On a visit to her mountain house, I decided to try smellbathing. (Okay, I made that up, but it’s pretty good so I’m going to trademark it.) I relaxed in a deck chair, closed my eyes, and just smelled. At my sister’s place, the primary smell is pine trees. I’ve long said that pine is my favorite smell. At Christmas time, I always buy a bottle of pine scented hand soap. We barely put a dent in it during December so our hands smell like Christmas trees all year long.
But the best pine tree smell is the sugar pines in the Sierras above Sonora, near Pinecrest Lake – a place my family went every summer when we were growing up. Any time we drove up into the mountains, we’d open the windows when we hit the tree line. At the point the overwhelming scent of the trees hits, I could feel every bit of tension leave my body. The scent of sugar pines is my drug. If I could only smell one thing, that would be it.

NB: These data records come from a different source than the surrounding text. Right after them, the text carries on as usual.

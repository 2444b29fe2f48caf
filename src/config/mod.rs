//! Configuration management subsystem.
//!
//! # Data Flow
//! ```text
//! config file (TOML, optional)
//!     → loader.rs (parse & deserialize, defaults for missing fields)
//!     → loader.rs (environment overrides)
//!     → validation.rs (semantic checks)
//!     → AppConfig (validated, immutable)
//!     → shared by value / Arc with the subsystems that need it
//! ```
//!
//! # Design Decisions
//! - Config is immutable once loaded; changes require a restart
//! - All fields have defaults so an empty file is a valid config
//! - Validation separates syntactic (serde) from semantic checks

pub mod loader;
pub mod schema;
pub mod validation;

pub use loader::{load, ConfigError};
pub use schema::{
    AppConfig, ListenerConfig, LogFormat, ObservabilityConfig, RecaptchaConfig, SecurityConfig,
    StorageBackend, StorageConfig, TimeoutConfig,
};
pub use validation::{validate_config, ValidationError};
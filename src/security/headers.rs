//! Security response headers.
//!
//! Headers are only added when the handler did not set them itself:
//! - `x-frame-options: DENY`
//! - `x-content-type-options: nosniff`
//! - `referrer-policy: same-origin`

use axum::http::{header, HeaderValue};
use axum::Router;
use tower_http::set_header::SetResponseHeaderLayer;

/// Add the security headers to every response of `router`.
pub fn apply(router: Router) -> Router {
    router
        .layer(SetResponseHeaderLayer::if_not_present(
            header::X_FRAME_OPTIONS,
            HeaderValue::from_static("DENY"),
        ))
        .layer(SetResponseHeaderLayer::if_not_present(
            header::X_CONTENT_TYPE_OPTIONS,
            HeaderValue::from_static("nosniff"),
        ))
        .layer(SetResponseHeaderLayer::if_not_present(
            header::REFERRER_POLICY,
            HeaderValue::from_static("same-origin"),
        ))
}
//! Contact form validation.
//!
//! # Responsibilities
//! - Map decoded form pairs onto the submission (missing fields become empty,
//!   the last of a repeated key wins)
//! - Trim, check presence, length and shape of each field
//! - Report field-scoped errors with localized messages
//!
//! # Rules
//! - `name`: required, at most 50 characters (Unicode scalar values)
//! - `email`: required, address-shaped (dot-atom or quoted local part,
//!   hostname / `localhost` / bracketed IP literal domain), at most 320 characters
//! - `message`: required, unbounded
//! - No field may contain NUL characters

use std::collections::BTreeMap;
use std::fmt;
use std::net::IpAddr;

use once_cell::sync::Lazy;
use regex::Regex;

use crate::lead::model::NewLead;

/// Maximum length of the `name` field, in characters.
pub const NAME_MAX_CHARS: usize = 50;

/// Maximum length of an email address, in characters.
pub const EMAIL_MAX_CHARS: usize = 320;

static EMAIL_USER_RE: Lazy<Regex> = Lazy::new(|| {
    Regex::new(
        r##"(?i)^(?:[-!#$%&'*+/=?^_`{}|~0-9a-z]+(?:\.[-!#$%&'*+/=?^_`{}|~0-9a-z]+)*|"(?:[\x01-\x08\x0b\x0c\x0e-\x1f!#-\[\]-\x7f]|\\[\x01-\x09\x0b\x0c\x0e-\x7f])*")$"##,
    )
    .expect("email user regex is valid")
});

static EMAIL_DOMAIN_RE: Lazy<Regex> = Lazy::new(|| {
    Regex::new(r"(?i)^(?:[a-z0-9](?:[a-z0-9-]{0,61}[a-z0-9])?\.)+[a-z0-9][a-z0-9-]{0,61}[a-z0-9]$")
        .expect("email domain regex is valid")
});

const EMAIL_DOMAIN_ALLOWLIST: &[&str] = &["localhost"];

/// A form field.
#[derive(Debug, Clone, Copy, PartialEq, Eq, Hash, PartialOrd, Ord)]
pub enum Field {
    Name,
    Email,
    Message,
}

impl Field {
    pub const ALL: [Field; 3] = [Field::Name, Field::Email, Field::Message];

    /// Name of the field in the form body.
    pub fn as_str(&self) -> &'static str {
        match self {
            Field::Name => "name",
            Field::Email => "email",
            Field::Message => "message",
        }
    }

    /// Label shown next to the input.
    pub fn label(&self) -> &'static str {
        match self {
            Field::Name => "Ваш ник",
            Field::Email => "Наш email",
            Field::Message => "Ваш текст сообщения",
        }
    }
}

impl fmt::Display for Field {
    fn fmt(&self, f: &mut fmt::Formatter<'_>) -> fmt::Result {
        f.write_str(self.as_str())
    }
}

/// A validation failure attributed to one field.
#[derive(Debug, Clone, PartialEq, Eq)]
pub enum FieldError {
    Required,
    NullCharacters,
    MaxLength { limit: usize, actual: usize },
    InvalidEmail,
}

impl FieldError {
    /// Stable machine-readable code.
    pub fn code(&self) -> &'static str {
        match self {
            FieldError::Required => "required",
            FieldError::NullCharacters => "null_characters",
            FieldError::MaxLength { .. } => "max_length",
            FieldError::InvalidEmail => "invalid_email",
        }
    }
}

impl fmt::Display for FieldError {
    fn fmt(&self, f: &mut fmt::Formatter<'_>) -> fmt::Result {
        match self {
            FieldError::Required => f.write_str("Обязательное поле."),
            FieldError::NullCharacters => f.write_str("Null-символы не допускаются."),
            FieldError::MaxLength { limit, actual } => write!(
                f,
                "Убедитесь, что это значение содержит не более {} символов (сейчас {}).",
                limit, actual
            ),
            FieldError::InvalidEmail => f.write_str("Введите правильный адрес электронной почты."),
        }
    }
}

/// Field-scoped errors collected during validation.
#[derive(Debug, Clone, Default, PartialEq, Eq)]
pub struct FieldErrors(BTreeMap<Field, Vec<FieldError>>);

impl FieldErrors {
    pub fn new() -> Self {
        Self::default()
    }

    pub fn add(&mut self, field: Field, error: FieldError) {
        self.0.entry(field).or_default().push(error);
    }

    /// Errors for one field (empty if the field is valid).
    pub fn get(&self, field: Field) -> &[FieldError] {
        self.0.get(&field).map(Vec::as_slice).unwrap_or(&[])
    }

    pub fn has(&self, field: Field) -> bool {
        !self.get(field).is_empty()
    }

    pub fn is_empty(&self) -> bool {
        self.0.is_empty()
    }

    /// Names of the fields that failed, in form order.
    pub fn fields(&self) -> Vec<&'static str> {
        self.0.keys().map(Field::as_str).collect()
    }

    pub fn iter(&self) -> impl Iterator<Item = (Field, &[FieldError])> {
        self.0.iter().map(|(f, errs)| (*f, errs.as_slice()))
    }

    /// `field:code` labels for logs, in form order.
    pub fn codes(&self) -> Vec<String> {
        self.iter()
            .flat_map(|(field, errs)| errs.iter().map(move |e| format!("{field}:{}", e.code())))
            .collect()
    }
}

/// Raw contact form body.
#[derive(Debug, Clone, Default)]
pub struct ContactSubmission {
    pub name: String,
    pub email: String,
    pub message: String,
    /// reCAPTCHA widget response token (`g-recaptcha-response`).
    pub captcha_token: String,
}

impl ContactSubmission {
    /// Build from decoded form pairs. A repeated key keeps its last value;
    /// unknown keys are ignored.
    pub fn from_pairs<I, K, V>(pairs: I) -> Self
    where
        I: IntoIterator<Item = (K, V)>,
        K: AsRef<str>,
        V: Into<String>,
    {
        let mut submission = Self::default();
        for (key, value) in pairs {
            match key.as_ref() {
                "name" => submission.name = value.into(),
                "email" => submission.email = value.into(),
                "message" => submission.message = value.into(),
                "g-recaptcha-response" => submission.captcha_token = value.into(),
                _ => {}
            }
        }
        submission
    }

    /// Raw value of a field as submitted.
    pub fn value(&self, field: Field) -> &str {
        match field {
            Field::Name => &self.name,
            Field::Email => &self.email,
            Field::Message => &self.message,
        }
    }

    /// Validate every field, returning the cleaned lead or all field errors.
    pub fn validate(&self) -> Result<NewLead, FieldErrors> {
        let mut errors = FieldErrors::new();

        let name = clean_text(Field::Name, &self.name, &mut errors, |value, errors| {
            let actual = value.chars().count();
            if actual > NAME_MAX_CHARS {
                errors.add(
                    Field::Name,
                    FieldError::MaxLength {
                        limit: NAME_MAX_CHARS,
                        actual,
                    },
                );
            }
        });

        let email = clean_text(Field::Email, &self.email, &mut errors, |value, errors| {
            if !is_valid_email(value) {
                errors.add(Field::Email, FieldError::InvalidEmail);
            }
        });

        let message = clean_text(Field::Message, &self.message, &mut errors, |_, _| {});

        if errors.is_empty() {
            Ok(NewLead {
                name,
                email,
                message,
            })
        } else {
            Err(errors)
        }
    }
}

/// Trim, check presence and NUL characters, then run the field-specific check.
fn clean_text<F>(field: Field, raw: &str, errors: &mut FieldErrors, check: F) -> String
where
    F: FnOnce(&str, &mut FieldErrors),
{
    let value = raw.trim();
    if value.is_empty() {
        errors.add(field, FieldError::Required);
        return String::new();
    }
    if value.contains('\0') {
        errors.add(field, FieldError::NullCharacters);
    }
    check(value, errors);
    value.to_string()
}

/// Check that a string is shaped like an email address.
pub fn is_valid_email(value: &str) -> bool {
    if value.is_empty() || value.chars().count() > EMAIL_MAX_CHARS {
        return false;
    }
    let Some((user, domain)) = value.rsplit_once('@') else {
        return false;
    };
    if user.is_empty() || domain.is_empty() {
        return false;
    }
    if !EMAIL_USER_RE.is_match(user) {
        return false;
    }
    is_valid_email_domain(domain)
}

fn is_valid_email_domain(domain: &str) -> bool {
    if EMAIL_DOMAIN_ALLOWLIST
        .iter()
        .any(|allowed| allowed.eq_ignore_ascii_case(domain))
    {
        return true;
    }
    if EMAIL_DOMAIN_RE.is_match(domain) {
        return true;
    }
    domain
        .strip_prefix('[')
        .and_then(|rest| rest.strip_suffix(']'))
        .map(|literal| literal.parse::<IpAddr>().is_ok())
        .unwrap_or(false)
}
//! Observability subsystem.
//!
//! # Data Flow
//! ```text
//! All subsystems produce:
//!     → logging.rs (structured log events via tracing)
//!     → metrics.rs (counters, histograms)
//!
//! Consumers:
//!     → stdout (pretty for development, JSON for aggregation)
//!     → Metrics endpoint (Prometheus scrape, optional)
//! ```
//!
//! # Design Decisions
//! - Request ID is attached to every request log line
//! - Metrics calls are no-ops until an exporter is installed

pub mod logging;
pub mod metrics;
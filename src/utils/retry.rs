use crate::error::ApiError;
use backoff::{ExponentialBackoff, backoff::Backoff};
use std::future::Future;
use std::time::Duration;

/// Retry configuration for API operations
#[derive(Debug, Clone)]
pub struct RetryConfig {
    /// Maximum number of attempts (1 = no retry)
    pub max_attempts: u32,
    /// Initial retry delay
    pub initial_delay: Duration,
    /// Maximum retry delay
    pub max_delay: Duration,
    /// Multiplier for exponential backoff
    pub multiplier: f64,
}

impl Default for RetryConfig {
    fn default() -> Self {
        Self {
            max_attempts: 3,
            initial_delay: Duration::from_millis(100),
            max_delay: Duration::from_secs(10),
            multiplier: 2.0,
        }
    }
}

impl RetryConfig {
    /// Create a config with the given attempt budget
    pub fn with_max_attempts(max_attempts: u32) -> Self {
        Self {
            // Zero attempts would never issue the request
            max_attempts: max_attempts.max(1),
            ..Self::default()
        }
    }

    /// Create a config that issues the request exactly once
    pub fn none() -> Self {
        Self::with_max_attempts(1)
    }
}

/// Retry executor with a configurable policy
#[derive(Debug, Clone)]
pub struct RetryExecutor {
    config: RetryConfig,
}

impl RetryExecutor {
    /// Create a new retry executor with the given config
    pub fn new(config: RetryConfig) -> Self {
        Self { config }
    }

    /// Execute an async operation with retry logic
    pub async fn execute<F, Fut, T>(&self, operation: F) -> Result<T, ApiError>
    where
        F: Fn() -> Fut,
        Fut: Future<Output = Result<T, ApiError>>,
    {
        let mut backoff = ExponentialBackoff {
            initial_interval: self.config.initial_delay,
            max_interval: self.config.max_delay,
            multiplier: self.config.multiplier,
            max_elapsed_time: None,
            ..Default::default()
        };

        let mut attempt = 0;

        loop {
            attempt += 1;

            match operation().await {
                Ok(result) => return Ok(result),
                Err(error) => {
                    if !self.should_retry(&error, attempt) {
                        return Err(error);
                    }

                    if let Some(delay) = backoff.next_backoff() {
                        log::debug!("Retrying operation after {:?} (attempt {})", delay, attempt);
                        tokio::time::sleep(delay).await;
                    } else {
                        log::warn!(
                            "Max retry attempts reached ({}), giving up",
                            self.config.max_attempts
                        );
                        return Err(error);
                    }
                }
            }
        }
    }

    /// Determine if an error should trigger a retry
    ///
    /// Only outcomes the backend never saw or could not serve are retried, so
    /// every surfaced error message stays the same with retries enabled.
    fn should_retry(&self, error: &ApiError, attempt: u32) -> bool {
        if attempt >= self.config.max_attempts {
            return false;
        }

        match error {
            ApiError::Timeout { .. } | ApiError::Network { .. } | ApiError::Server { .. } => true,
            ApiError::Unexpected { status, .. } => *status >= 500,
            _ => false,
        }
    }
}
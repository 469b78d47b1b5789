//! Logger setup and verbose output helpers.
//!
//! Diagnostic tracing goes through the `log` facade and is initialized once
//! with a colored stderr dispatch. User-facing verbose output stays on stdout
//! via [`VerboseLogger`].

use std::sync::atomic::{AtomicBool, Ordering};

use fern::Dispatch;
use fern::colors::Color::{Blue, Green, Magenta, Red, Yellow};
use fern::colors::ColoredLevelConfig;
use log::LevelFilter;

static LOGGER_INITIALIZED: AtomicBool = AtomicBool::new(false);

/// Initialize the global logger.
///
/// Safe to call more than once; only the first call applies a dispatch.
pub fn init(debug: bool) {
    if LOGGER_INITIALIZED.swap(true, Ordering::SeqCst) {
        return;
    }

    let level = if debug {
        LevelFilter::Debug
    } else {
        LevelFilter::Warn
    };

    let colors = ColoredLevelConfig::new()
        .debug(Blue)
        .info(Green)
        .warn(Yellow)
        .error(Red)
        .trace(Magenta);

    let result = Dispatch::new()
        .level(level)
        .format(move |out, message, record| {
            out.finish(format_args!(
                "[{date} - {level}] {target}: {message}",
                date = chrono::Local::now().format("%Y-%m-%dT%H:%M:%S%.3f"),
                level = colors.color(record.level()),
                target = record.target(),
                message = message,
            ))
        })
        .chain(std::io::stderr())
        .apply();

    if let Err(err) = result {
        eprintln!("Warning: failed to initialize logger: {}", err);
    }
}

pub fn print_verbose(verbose: bool, msg: &str) {
    if verbose {
        println!("Verbose: {}", msg);
    }
}

pub struct VerboseLogger {
    enabled: bool,
}

impl VerboseLogger {
    pub fn new(enabled: bool) -> Self {
        Self { enabled }
    }

    pub fn log(&self, msg: &str) {
        print_verbose(self.enabled, msg);
    }

    pub fn is_enabled(&self) -> bool {
        self.enabled
    }
}

#[cfg(test)]
mod tests {
    use super::*;

    #[test]
    fn test_init_is_idempotent() {
        init(false);
        init(true);
    }

    #[test]
    fn test_verbose_logger_tracks_enabled_state() {
        assert!(VerboseLogger::new(true).is_enabled());
        assert!(!VerboseLogger::new(false).is_enabled());
    }
}
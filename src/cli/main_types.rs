use clap::{Parser, Subcommand};

#[derive(Parser)]
#[command(name = "shortly-cli")]
#[command(about = "Command line client for a URL shortening API")]
#[command(version)]
pub struct Cli {
    #[arg(short, long, global = true)]
    pub verbose: bool,

    /// Use the offline mock service regardless of configuration
    #[arg(long, global = true)]
    pub mock: bool,

    #[arg(long, global = true, env = "SHORTLY_API_KEY")]
    pub api_key: Option<String>,

    #[command(subcommand)]
    pub command: Commands,
}

#[derive(Subcommand, Debug)]
pub enum Commands {
    /// Shorten a long URL
    Shorten {
        /// The URL to shorten (must start with http:// or https://)
        url: String,
    },
    /// Look up the original URL behind a short code
    Expand {
        /// Short code to expand
        short_code: String,
    },
    /// Show click analytics for a short code
    Stats {
        /// Short code to inspect
        short_code: String,
    },
    /// Configuration management
    Config {
        #[command(subcommand)]
        command: ConfigCommands,
    },
}

#[derive(Subcommand, Debug)]
pub enum ConfigCommands {
    /// Show the resolved configuration
    Show,
}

So I decided to journal some smells. I relaxed and inhaled slowly and purposefully through my nose. The predominant smell was pine, earthy with a crisp, fresh, almost soapy smell. On that day, it was mixed with a light smoke from a wildfire burning 60 miles away. It smelled a bit like campfire. And dirt, which smelled warm and old. These scents blended together to bring up the best memories from my childhood summers and the week we spent at camp in the Sierras. The only thing missing was the taste of an orange creamsicle and a touch of chlorine from the camp pool.
When I went to write all this down, I realized I had a problem. It’s hard to describe a smell. It’s like trying to describe colors to someone who can’t see. To describe it, you really need to describe the memories and emotions associated with the smell and the tangible things that create the smell – like trees, dirt, smoke. I could say something smells like… or reminds me of… but either way, I’m not describing the smell. I’m going to have to rely on my memories of the things associated with the smells. I hope that will be enough.